Paranoid wierdos, that’s who. But my heart was still beating a little too fast, my skin buzzing like it hadn’t gotten the memo.
I glanced at the security camera’s red light and shuddered as I thought of Levi’s quiet “Text me if you need anything.”
I pulled out my phone, thumb hovering over his name.
I didn’t text. But knowing I could made the quiet feel a little less heavy.
I was still standing there when the bell chimed again. This time I jumped.
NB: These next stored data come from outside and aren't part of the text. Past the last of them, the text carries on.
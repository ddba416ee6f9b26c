//! Single-shot snapshot loading for the reader.
//!
//! The reader accepts either a deployed site (`https://host/base/`), in which
//! case `data/current.json` is fetched relative to the base path, or a local
//! file or directory. There is no retry; a failure is shown to the user, who
//! can trigger a full reload.

use crate::models::NewsSnapshot;
use crate::snapshot::{SNAPSHOT_PATH, validate};
use reqwest::StatusCode;
use std::path::PathBuf;
use thiserror::Error;
use tracing::{info, instrument, warn};
use url::Url;

/// Why the snapshot could not be loaded. The message is shown verbatim.
#[derive(Debug, Error)]
pub enum LoadError {
    #[error("Failed to load news: {0}")]
    Status(StatusCode),

    #[error("Failed to load news: {0}")]
    Transport(#[from] reqwest::Error),

    #[error("Failed to read {path}: {source}")]
    Io {
        path: String,
        #[source]
        source: std::io::Error,
    },

    #[error("Malformed news data: {0}")]
    Parse(#[from] serde_json::Error),

    #[error("Invalid source {raw:?}: {source}")]
    Source {
        raw: String,
        #[source]
        source: url::ParseError,
    },
}

/// Where the snapshot comes from.
#[derive(Debug, Clone, PartialEq, Eq)]
pub enum SnapshotSource {
    Remote(Url),
    Local(PathBuf),
}

impl SnapshotSource {
    /// Interpret a `--source` argument.
    ///
    /// - `http(s)://…/file.json` is fetched as given.
    /// - Any other `http(s)` URL is a base path; `data/current.json` is
    ///   joined onto it.
    /// - A directory gets `data/current.json` appended; anything else is
    ///   taken as the snapshot file itself.
    pub fn parse(raw: &str) -> Result<Self, LoadError> {
        if raw.starts_with("http://") || raw.starts_with("https://") {
            let source_err = |source| LoadError::Source {
                raw: raw.to_string(),
                source,
            };
            let mut base = Url::parse(raw).map_err(source_err)?;
            if base.path().ends_with(".json") {
                return Ok(SnapshotSource::Remote(base));
            }
            if !base.path().ends_with('/') {
                let path = format!("{}/", base.path());
                base.set_path(&path);
            }
            let url = base.join(SNAPSHOT_PATH).map_err(source_err)?;
            return Ok(SnapshotSource::Remote(url));
        }

        let path = PathBuf::from(raw);
        if path.is_dir() {
            Ok(SnapshotSource::Local(path.join(SNAPSHOT_PATH)))
        } else {
            Ok(SnapshotSource::Local(path))
        }
    }
}

impl std::fmt::Display for SnapshotSource {
    fn fmt(&self, f: &mut std::fmt::Formatter<'_>) -> std::fmt::Result {
        match self {
            SnapshotSource::Remote(url) => write!(f, "{url}"),
            SnapshotSource::Local(path) => write!(f, "{}", path.display()),
        }
    }
}

/// Load the snapshot once.
///
/// Any non-2xx response is a failure carrying the status code. Integrity
/// problems in a snapshot that parses are logged but do not fail the load.
#[instrument(level = "info", skip_all, fields(source = %source))]
pub async fn fetch_snapshot(source: &SnapshotSource) -> Result<NewsSnapshot, LoadError> {
    let body = match source {
        SnapshotSource::Remote(url) => {
            let response = reqwest::get(url.clone()).await?;
            let status = response.status();
            if !status.is_success() {
                warn!(%status, "Snapshot request failed");
                return Err(LoadError::Status(status));
            }
            response.text().await?
        }
        SnapshotSource::Local(path) => {
            tokio::fs::read_to_string(path)
                .await
                .map_err(|source| LoadError::Io {
                    path: path.display().to_string(),
                    source,
                })?
        }
    };

    let snapshot: NewsSnapshot = serde_json::from_str(&body)?;
    for issue in validate(&snapshot, None) {
        warn!(%issue, "Snapshot integrity problem");
    }
    info!(articles = snapshot.news.len(), "Snapshot loaded");
    Ok(snapshot)
}

#[cfg(test)]
mod tests {
    use super::*;
    use wiremock::matchers::{method, path};
    use wiremock::{Mock, MockServer, ResponseTemplate};

    const BODY: &str = r#"{"lastUpdated":"2024-01-01T00:00:00Z","news":[]}"#;

    #[test]
    fn test_parse_base_url_keeps_base_path() {
        let source = SnapshotSource::parse("https://example.github.io/ai-pulse").unwrap();
        assert_eq!(
            source,
            SnapshotSource::Remote(
                Url::parse("https://example.github.io/ai-pulse/data/current.json").unwrap()
            )
        );

        let source = SnapshotSource::parse("https://example.github.io/").unwrap();
        assert_eq!(source.to_string(), "https://example.github.io/data/current.json");
    }

    #[test]
    fn test_parse_direct_json_url() {
        let source = SnapshotSource::parse("https://cdn.example.com/feed.json").unwrap();
        assert_eq!(source.to_string(), "https://cdn.example.com/feed.json");
    }

    #[test]
    fn test_parse_local_dir_and_file() {
        let tmp = tempfile::tempdir().unwrap();
        let source = SnapshotSource::parse(tmp.path().to_str().unwrap()).unwrap();
        assert_eq!(source, SnapshotSource::Local(tmp.path().join("data/current.json")));

        let file = tmp.path().join("snap.json");
        let source = SnapshotSource::parse(file.to_str().unwrap()).unwrap();
        assert_eq!(source, SnapshotSource::Local(file));
    }

    #[tokio::test]
    async fn test_remote_success() {
        let server = MockServer::start().await;
        Mock::given(method("GET"))
            .and(path("/pulse/data/current.json"))
            .respond_with(ResponseTemplate::new(200).set_body_string(BODY))
            .mount(&server)
            .await;

        let source = SnapshotSource::parse(&format!("{}/pulse/", server.uri())).unwrap();
        let snapshot = fetch_snapshot(&source).await.unwrap();
        assert_eq!(snapshot.last_updated, "2024-01-01T00:00:00Z");
        assert!(snapshot.news.is_empty());
    }

    #[tokio::test]
    async fn test_remote_500_reports_status() {
        let server = MockServer::start().await;
        Mock::given(method("GET"))
            .respond_with(ResponseTemplate::new(500))
            .mount(&server)
            .await;

        let source = SnapshotSource::parse(&server.uri()).unwrap();
        let err = fetch_snapshot(&source).await.unwrap_err();
        assert!(matches!(err, LoadError::Status(s) if s.as_u16() == 500));
        assert!(err.to_string().contains("500"));
    }

    #[tokio::test]
    async fn test_local_missing_file() {
        let tmp = tempfile::tempdir().unwrap();
        let source = SnapshotSource::Local(tmp.path().join("nope.json"));
        let err = fetch_snapshot(&source).await.unwrap_err();
        assert!(matches!(err, LoadError::Io { .. }));
        assert!(err.to_string().contains("nope.json"));
    }

    #[tokio::test]
    async fn test_local_malformed_file() {
        let tmp = tempfile::tempdir().unwrap();
        let file = tmp.path().join("current.json");
        std::fs::write(&file, r#"{"lastUpdated":"x"}"#).unwrap();
        let err = fetch_snapshot(&SnapshotSource::Local(file)).await.unwrap_err();
        assert!(matches!(err, LoadError::Parse(_)));
    }
}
“Whoa—hey, hey—sorry,” a familiar voice said quickly.
Levi.
Of course, it was Levi. Did he have a sixth sense of knowing when I needed him? I didn’t need him. I didn’t need anybody. What the hell was wrong with me?
He stood just inside the door, palms up like I was a skittish horse he was trying not to spook, eyes already scanning me with concern.
“Are you all right?” he asked.
“Totally,” I said immediately. “Thriving. Flourishing. Living my best gas-station-attendant life.”
He didn’t smile right away. He stepped closer and rested his palms on the counter. Close enough that I caught the faint cedar-and-smoke scent that always clung to him. Close enough that the knot in my chest loosened just a fraction.
“You jumped,” he said softly. “When I came in. I—”
“You startled me,” I admitted before he could ask questions. “That’s all.”
His gaze held mine. “If it’s more than that, you can tell me.
” He studied me for another second, then leaned forward, close enough that I could see the faint line between his brows.
The one he got when he was worried but trying not to push.
“Did Travis stop by?” he asked quietly. He assumed I was jumpy because of Travis.
I blinked. “No.”
His jaw flexed once. Protective without being bossy about it.
It did something extremely unhelpful to my pulse.
“You sure?” he asked, voice dropping lower, eyes flicking over my face like he was cataloging every micro-expression.
“You can tell me. I wish you would. I’ll handle him for you. I’ll do anything you need.”
“I haven’t seen him in a while,” I said. Then, to change the mood, “You’re going to give the guy an ego if you keep assuming he’s lurking around every corner.”
Levi exhaled through his nose, the tiniest almost-laugh. “That’s not what I meant.”
“I know,” I said, softer now. “I’m okay.”
It wasn’t entirely a lie. I wasn’t in immediate danger. I was just vibrating internally like a live wire. Half because I was still freaked out, and the other half because of the six-foot-four-inch firefighter currently standing way too close and looking at me like I was the only thing worth seeing.
He tilted his head, studying me with that slow, deliberate gaze that made my stomach flip. The silence stretched, warm and electric, full of everything we weren’t saying out loud.
“Okay,” he said finally, but he didn’t move away. Instead, he leaned one hip against the counter, arms crossed loosely, like he had all night. “If you say so.”
“You just startled me, that’s all.” I smiled. Big and bright, forcing myself out of the fear that had taken over. “Promise. I’m okay.”